Uit de rapporten waar [appellant] op wijst, kan volgens het college niet geconcludeerd worden dat de grond waar de graafwerkzaamheden op 15 november 2019 plaatsvonden, zwaar verontreinigd is. Uit het rapport van Anteagroup van 17 januari 2014 volgt dat de mate van verontreiniging op het gehele terrein dat onderzocht is, wisselt. Er is in dat verband geen grondboring geweest ter plaatse van de werkzaamheden waar het handhavingsverzoek betrekking op heeft. Uit het rapport van Oranjewoud van 16 november 2009 volgt dat het daarin neergelegde onderzoek ziet op het terrein ten oosten van Hemkade 48. De waarschuwingsbrief van 5 augustus 2019 betreft andere werkzaamheden op een andere plaats, aldus het college.

4.2.    De Afdeling ziet in wat [appellant] hebben aangevoerd geen aanleiding voor het oordeel dat het bodemonderzoek dat ten grondslag ligt aan het bestreden besluit, onzorgvuldig of onvolledig is geweest. Het college heeft zich gelet daarop terecht op het standpunt gesteld dat de saneringswerkzaamheden op de desbetreffende locatie niet hoefden te worden gemeld op grond van artikel 28 van de Wbb, zodat daartegen op grond van die wet niet handhavend kon worden opgetreden.
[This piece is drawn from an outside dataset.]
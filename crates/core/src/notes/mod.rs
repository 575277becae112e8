//! Notes shared by properties and requirements.

mod notes_model;

pub use notes_model::{NewNote, Note};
Het betoog dat er stelselmatig overtredingen gepleegd worden op het terrein van NSV, wat daar ook van zij, geeft geen aanleiding voor een ander oordeel. leder handhavingsverzoek dient immers op zichzelf beoordeeld te worden.

Aan toepassing van het handhavingsbeleid wordt dan ook niet toegekomen. Het betoog ter zake dient buiten behandeling te blijven.

Het betoog slaagt niet.

5.       Gelet op het voorgaande bestaat geen grond voor het oordeel dat het college de afwijzing van het verzoek om handhaving in het bestreden besluit ten onrechte heeft gehandhaafd.

6.       Het beroep is ongegrond.

7.       Het college hoeft geen proceskosten te vergoeden.

Beslissing

De Afdeling bestuursrechtspraak van de Raad van State:

verklaart het beroep ongegrond.

Aldus vastgesteld door mr. H.C.P. Venema, voorzitter, en mr. R.J.J.M. Pans en mr. R.W.L. Koopmans, leden, in tegenwoordigheid van mr. S. Zwemstra, griffier.

De voorzitter is verhinderd de uitspraak te ondertekenen.

De griffier is verhinderd de uitspraak te ondertekenen.